The rise in popularity of shorter urban breaks does indeed seem to have been a factor. In 2019, the average Briton is far more likely to be found wandering around Barcelona or Amsterdam than, say, sunbathing on the beaches of Spain’s Costa Del Sol, a 1980s favorite.

The number of Britons taking a yearly two-week vacation (a travel-agency staple, long standard because of the country’s generous vacation days) has fallen by more than 1 million since 1996. The number of short trips, meanwhile, has skyrocketed. By 2017, more than half of people in the U.K. were taking at least one short trip annually. This shift is crucial, because it meant that most growth happened in a sector where travel agents do relatively poor business.
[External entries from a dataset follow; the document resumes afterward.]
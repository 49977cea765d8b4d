//! Collapsible sections
//!
//! Each `[data-toggle]` control flips its own body. Sections are independent.

use tracing::debug;

use super::App;
use crate::constants::ui::{CHEVRON_CLOSED, CHEVRON_OPEN};
use crate::host::{Display, Host, Target};

impl<H: Host> App<H> {
    pub fn toggle_section(&mut self, body_id: &str) {
        if !self.view.has_toggle(body_id) {
            debug!("No collapsible section {:?}", body_id);
            return;
        }

        let body = Target::Element(body_id);
        let is_open = self.host.display(body).is_some_and(|d| d.is_visible());
        let (display, chevron) = if is_open {
            (Display::None, CHEVRON_CLOSED)
        } else {
            (Display::Block, CHEVRON_OPEN)
        };
        self.host.set_display(body, display);
        self.host.set_text(Target::Chevron(body_id), chevron);
    }
}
Most of all, though, it’s the liberalization of the aviation industry in Europe since the late 1990s that has radically changed people’s destination choices. Before the advent of bargain airlines such as easyJet and Ryanair, the only really cheap flights to be had were summer charters to beach destinations, so that’s where people went. Nowadays, the volume of affordable, even obscure destinations has hugely expanded. Previously far-flung cities such as Trieste, Italy, or Riga, Latvia, are now weekend-break destinations. Travel agencies that depend on block-booking a large number of rooms in high-volume destinations find it hard to capitalize on this trend.

I'm sure AirBnB and Hipmunk contributed as well.

I always feel a little sad (or outraged) when a venerable business dies. Everyone will get home from their holidays after this mess, but a company older than a third of the states in the US is no more.